横浜市国際学生会館

入居状況

 横浜市内の大学等に在籍する留学生等のための宿泊施設として1994年(平成6年)5月に開館。単身室95室、家族室10室、研究者室5室、臨時宿泊室5室を有し、毎年およそ18の国・地域から125人前後の留学生等が居住している。

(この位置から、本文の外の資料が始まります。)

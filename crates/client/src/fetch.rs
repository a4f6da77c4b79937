use std::sync::Arc;
use std::time::Duration;

use reqwest::header::{HeaderMap, HeaderName, HeaderValue, ACCEPT, CONTENT_TYPE};
use reqwest::{Method, StatusCode, Url};
use serde::de::DeserializeOwned;
use serde::Serialize;
use serde_json::Value;
use tokio_util::sync::CancellationToken;

use crate::error::{ClientError, HttpError};
use crate::navigator::{LoginRedirect, MemoryHistory, Navigator};

/// Response body after content-type sniffing.
#[derive(Debug, Clone, PartialEq)]
pub enum ResponseBody {
    Json(Value),
    Text(String),
}

impl ResponseBody {
    /// JSON-parse `text` when the content type says JSON and the body is
    /// non-empty. Malformed JSON is kept as text.
    pub fn from_text(text: String, content_type: &str) -> Self {
        if content_type.contains("application/json") && !text.is_empty() {
            if let Ok(value) = serde_json::from_str(&text) {
                return ResponseBody::Json(value);
            }
            tracing::debug!(content_type, "Response claimed JSON but did not parse");
        }
        ResponseBody::Text(text)
    }

    /// Decode into `T`. A text body is decoded as a JSON string.
    pub fn decode<T: DeserializeOwned>(self) -> Result<T, serde_json::Error> {
        match self {
            ResponseBody::Json(value) => serde_json::from_value(value),
            ResponseBody::Text(text) => serde_json::from_value(Value::String(text)),
        }
    }

    pub fn as_json(&self) -> Option<&Value> {
        match self {
            ResponseBody::Json(value) => Some(value),
            ResponseBody::Text(_) => None,
        }
    }
}

/// Outcome of a request that did not fail.
#[derive(Debug, Clone, PartialEq)]
pub enum Fetched<T> {
    Data(T),
    /// 204; the body was not read.
    NoContent,
    /// 401; the navigator was sent to the login page and the caller should
    /// stop work for the current page.
    Redirected(LoginRedirect),
}

impl<T> Fetched<T> {
    pub fn data(self) -> Option<T> {
        match self {
            Fetched::Data(data) => Some(data),
            _ => None,
        }
    }

    pub fn is_redirected(&self) -> bool {
        matches!(self, Fetched::Redirected(_))
    }

    pub fn map<U>(self, f: impl FnOnce(T) -> U) -> Fetched<U> {
        match self {
            Fetched::Data(data) => Fetched::Data(f(data)),
            Fetched::NoContent => Fetched::NoContent,
            Fetched::Redirected(redirect) => Fetched::Redirected(redirect),
        }
    }

    pub fn try_map<U, E>(self, f: impl FnOnce(T) -> Result<U, E>) -> Result<Fetched<U>, E> {
        Ok(match self {
            Fetched::Data(data) => Fetched::Data(f(data)?),
            Fetched::NoContent => Fetched::NoContent,
            Fetched::Redirected(redirect) => Fetched::Redirected(redirect),
        })
    }
}

/// Per-request options.
#[derive(Debug, Clone, Default)]
pub struct FetchOptions {
    pub method: Method,
    /// Sent after the defaults and replacing any default of the same name.
    pub headers: HeaderMap,
    pub body: Option<String>,
    /// Return the 401 as an [`HttpError`] instead of redirecting to login.
    pub skip_redirect_on_401: bool,
}

impl FetchOptions {
    pub fn method(method: Method) -> Self {
        Self {
            method,
            ..Default::default()
        }
    }

    pub fn header(mut self, name: HeaderName, value: HeaderValue) -> Self {
        self.headers.insert(name, value);
        self
    }

    pub fn json<T: Serialize>(mut self, body: &T) -> Result<Self, ClientError> {
        self.body = Some(serde_json::to_string(body)?);
        Ok(self)
    }

    pub fn skip_redirect_on_401(mut self) -> Self {
        self.skip_redirect_on_401 = true;
        self
    }

    /// Default headers merged with the caller's.
    fn request_headers(&self) -> HeaderMap {
        let mut headers = HeaderMap::new();
        headers.insert(ACCEPT, HeaderValue::from_static("application/json"));
        if self.body.is_some() {
            headers.insert(CONTENT_TYPE, HeaderValue::from_static("application/json"));
        }
        for name in self.headers.keys() {
            headers.remove(name);
        }
        for (name, value) in &self.headers {
            headers.append(name.clone(), value.clone());
        }
        headers
    }
}

/// Builder for [`ApiClient`].
pub struct ApiClientBuilder {
    base_url: String,
    navigator: Option<Arc<dyn Navigator>>,
    timeout: Option<Duration>,
    http: Option<reqwest::Client>,
}

impl ApiClientBuilder {
    pub fn navigator(mut self, navigator: Arc<dyn Navigator>) -> Self {
        self.navigator = Some(navigator);
        self
    }

    pub fn timeout(mut self, timeout: Duration) -> Self {
        self.timeout = Some(timeout);
        self
    }

    /// Use a preconfigured HTTP client. It should keep cookies; the
    /// session depends on them.
    pub fn http_client(mut self, http: reqwest::Client) -> Self {
        self.http = Some(http);
        self
    }

    pub fn build(self) -> Result<ApiClient, ClientError> {
        let base_url = Url::parse(&self.base_url)
            .map_err(|e| ClientError::InvalidUrl(format!("{}: {e}", self.base_url)))?;

        let http = match self.http {
            Some(http) => http,
            None => {
                let mut builder = reqwest::Client::builder().cookie_store(true);
                if let Some(timeout) = self.timeout {
                    builder = builder.timeout(timeout);
                }
                builder.build()?
            }
        };

        Ok(ApiClient {
            http,
            base_url,
            navigator: self
                .navigator
                .unwrap_or_else(|| Arc::new(MemoryHistory::default())),
        })
    }
}

/// JSON API client that carries the session cookie, parses bodies
/// uniformly, and turns a 401 into a login redirect.
#[derive(Clone)]
pub struct ApiClient {
    http: reqwest::Client,
    base_url: Url,
    navigator: Arc<dyn Navigator>,
}

impl ApiClient {
    pub fn builder(base_url: impl Into<String>) -> ApiClientBuilder {
        ApiClientBuilder {
            base_url: base_url.into(),
            navigator: None,
            timeout: None,
            http: None,
        }
    }

    pub fn base_url(&self) -> &Url {
        &self.base_url
    }

    pub fn navigator(&self) -> &Arc<dyn Navigator> {
        &self.navigator
    }

    fn resolve(&self, url: &str) -> Result<Url, ClientError> {
        self.base_url
            .join(url)
            .map_err(|e| ClientError::InvalidUrl(format!("{url}: {e}")))
    }

    /// Send a request and classify the response.
    ///
    /// Dropping the request when `cancel` fires aborts it and yields
    /// [`ClientError::Cancelled`].
    pub async fn fetch(
        &self,
        url: &str,
        options: FetchOptions,
        cancel: Option<&CancellationToken>,
    ) -> Result<Fetched<ResponseBody>, ClientError> {
        match cancel {
            Some(token) => {
                tokio::select! {
                    biased;
                    _ = token.cancelled() => {
                        tracing::debug!(url, "Request cancelled");
                        Err(ClientError::Cancelled)
                    }
                    result = self.execute(url, options) => result,
                }
            }
            None => self.execute(url, options).await,
        }
    }

    async fn execute(
        &self,
        url: &str,
        options: FetchOptions,
    ) -> Result<Fetched<ResponseBody>, ClientError> {
        let target = self.resolve(url)?;
        let mut request = self
            .http
            .request(options.method.clone(), target)
            .headers(options.request_headers());
        if let Some(body) = options.body {
            request = request.body(body);
        }

        let response = request.send().await?;
        let status = response.status();

        if status == StatusCode::NO_CONTENT {
            return Ok(Fetched::NoContent);
        }

        if status == StatusCode::UNAUTHORIZED && !options.skip_redirect_on_401 {
            let redirect = LoginRedirect::for_location(&self.navigator.current_location());
            tracing::info!(url, to = %redirect.href, "Not signed in, redirecting to login");
            self.navigator.navigate(&redirect.href);
            return Ok(Fetched::Redirected(redirect));
        }

        let content_type = response
            .headers()
            .get(CONTENT_TYPE)
            .and_then(|v| v.to_str().ok())
            .unwrap_or_default()
            .to_string();
        let text = response.text().await?;
        let body = ResponseBody::from_text(text, &content_type);

        if !status.is_success() {
            tracing::warn!(url, status = status.as_u16(), "Request failed");
            return Err(HttpError {
                status,
                url: url.to_string(),
                body,
            }
            .into());
        }

        Ok(Fetched::Data(body))
    }

    /// [`ApiClient::fetch`] and decode the body into `T`.
    pub async fn fetch_json<T: DeserializeOwned>(
        &self,
        url: &str,
        options: FetchOptions,
        cancel: Option<&CancellationToken>,
    ) -> Result<Fetched<T>, ClientError> {
        let fetched = self.fetch(url, options, cancel).await?;
        Ok(fetched.try_map(ResponseBody::decode)?)
    }

    pub async fn get_json<T: DeserializeOwned>(&self, url: &str) -> Result<Fetched<T>, ClientError> {
        self.fetch_json(url, FetchOptions::default(), None).await
    }
}
pub mod auth;
pub mod config;
pub mod db;
pub mod error_convert;
pub mod health;
pub mod openapi;
pub mod repo;
pub mod request_context;
pub mod rest;
pub mod seed;
pub mod telemetry;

 初年度は5月開館ということもあって二次募集を行ったが、その後は毎年募集定員を超える応募者がある。行政が運営している施設としては、神奈川県が県内に3ヵ所もっているが、国費留学生は対象外となっており、かつ、家族用の部屋を有していないということもあってか、当会館への応募者は年々増えている。特に、近年は家族室の応募者が増え、2001年1月の入居者募集には9倍を超える応募があった。 

事業内容

 会館は、単なる宿泊施設の提供だけでなく、さまざまな交流事業を通して地域における国際理解、国際交流の増進に寄与することを目的としており、これまで市民と留学生を結びつけるための諸事業を企画・実施している。

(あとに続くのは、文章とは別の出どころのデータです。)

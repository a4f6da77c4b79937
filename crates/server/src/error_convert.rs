use shared_types::AppError;

use crate::auth::roles::RoleLookupError;

/// Convert a sqlx::Error into an AppError.
pub fn sqlx_to_app_error(err: sqlx::Error) -> AppError {
    match &err {
        sqlx::Error::RowNotFound => AppError::not_found("Resource not found"),
        sqlx::Error::PoolTimedOut | sqlx::Error::PoolClosed | sqlx::Error::Io(_) => {
            tracing::error!(error = %err, "Database unreachable");
            AppError::service_unavailable("Database is unavailable")
        }
        _ => AppError::database(err.to_string()),
    }
}

/// Extension trait providing `.into_app_error()` on sqlx::Error.
pub trait SqlxErrorExt {
    fn into_app_error(self) -> AppError;
}

impl SqlxErrorExt for sqlx::Error {
    fn into_app_error(self) -> AppError {
        sqlx_to_app_error(self)
    }
}

/// A role lookup failure never falls back to stale roles; the request fails.
impl From<RoleLookupError> for AppError {
    fn from(err: RoleLookupError) -> Self {
        tracing::error!(error = %err, "Role lookup failed");
        AppError::service_unavailable("Unable to verify your roles right now")
    }
}

/// Trait for validating request DTOs before processing.
pub trait ValidateRequest {
    fn validate_request(&self) -> Result<(), AppError>;
}

impl<T: validator::Validate> ValidateRequest for T {
    fn validate_request(&self) -> Result<(), AppError> {
        self.validate().map_err(AppError::from)
    }
}
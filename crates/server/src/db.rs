use axum::extract::FromRef;
use sqlx::postgres::PgPoolOptions;
use sqlx::{Pool, Postgres};
use std::sync::Arc;

use crate::auth::cookies::CookieSettings;
use crate::auth::login_state::LoginStateStore;
use crate::auth::oidc::OidcClient;
use crate::auth::roles::RoleStore;
use crate::auth::session::SessionKeys;
use crate::repo::weather::ForecastStore;

/// Shared application state passed to Axum handlers via `State`.
/// Derives `FromRef` so handlers can extract single fields directly.
#[derive(Clone, FromRef)]
pub struct AppState {
    /// `None` when the server runs without a database (in-memory stores).
    pub pool: Option<Pool<Postgres>>,
    pub forecasts: Arc<dyn ForecastStore>,
    pub roles: Arc<dyn RoleStore>,
    pub sessions: Arc<SessionKeys>,
    pub cookies: Arc<CookieSettings>,
    pub oidc: Option<Arc<OidcClient>>,
    pub login_states: Arc<LoginStateStore>,
}

impl AppState {
    /// State without a database or identity provider.
    pub fn new(
        forecasts: Arc<dyn ForecastStore>,
        roles: Arc<dyn RoleStore>,
        sessions: SessionKeys,
        cookies: CookieSettings,
    ) -> Self {
        Self {
            pool: None,
            forecasts,
            roles,
            sessions: Arc::new(sessions),
            cookies: Arc::new(cookies),
            oidc: None,
            login_states: Arc::new(LoginStateStore::default()),
        }
    }

    pub fn with_pool(mut self, pool: Pool<Postgres>) -> Self {
        self.pool = Some(pool);
        self
    }

    pub fn with_oidc(mut self, client: OidcClient) -> Self {
        self.oidc = Some(Arc::new(client));
        self
    }
}

/// Create a connection pool. Uses `connect_lazy` so no connections open
/// until the first query.
pub fn create_pool(database_url: &str, max_connections: u32) -> Result<Pool<Postgres>, sqlx::Error> {
    PgPoolOptions::new()
        .max_connections(max_connections)
        .acquire_timeout(std::time::Duration::from_secs(5))
        .connect_lazy(database_url)
}

/// Run database migrations against the given pool.
pub async fn run_migrations(pool: &Pool<Postgres>) -> Result<(), sqlx::migrate::MigrateError> {
    tracing::info!("Applying database migrations");
    sqlx::migrate!("../../migrations").run(pool).await?;
    tracing::info!("Migrations applied");
    Ok(())
}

 在館者を講師とした「語学講座」や「文化講座」、市内の小・中学校で母国文化紹介を行うために留学生を派遣する「出前文化講座」、また、多くの市民の方々にご協力いただいている「日本語チューター紹介」「ホストファミリー紹介」、そして地域で行われる「潮田神社祭礼」「盆踊り」「地区運動会」等の行事にも積極的に参加し、地域の方々との交流も図っている。また、地元町会の方々のご協力をいただき「秋祭り」や「寒中もちつき大会」も行っており、その際、留学生手作りのお国自慢料理やつきたての餅の販売も行っている。この事業は町会の行事として定着しつつあり、かつ、近隣の方々にも好評で、毎年、留学生の手作り料理を楽しみにしているとの声が寄せられている。

今後について

 学生会館のあるこの建物は、市民利用施設である潮田地区センター及び福祉施設の潮田地域ケアプラザとの複合施設であり、総称を「潮田交流プラザ」という。会館はこの「潮田交流プラザ」の総合管理も併せて行っている。

 95年度をピークに減少傾向にあった在日留学生数も98年度から上昇に転じており、市内の留学生数も同じような傾向を示していることから、今後も需要が高まってくるのではないかと予想される。

 快適な勉学環境を提供し、かつ、横浜での留学生活がより充実した内容となるよう今後も努力していくと同時に、在館者にとって「家族的な雰囲気を実感できる施設」を目指している。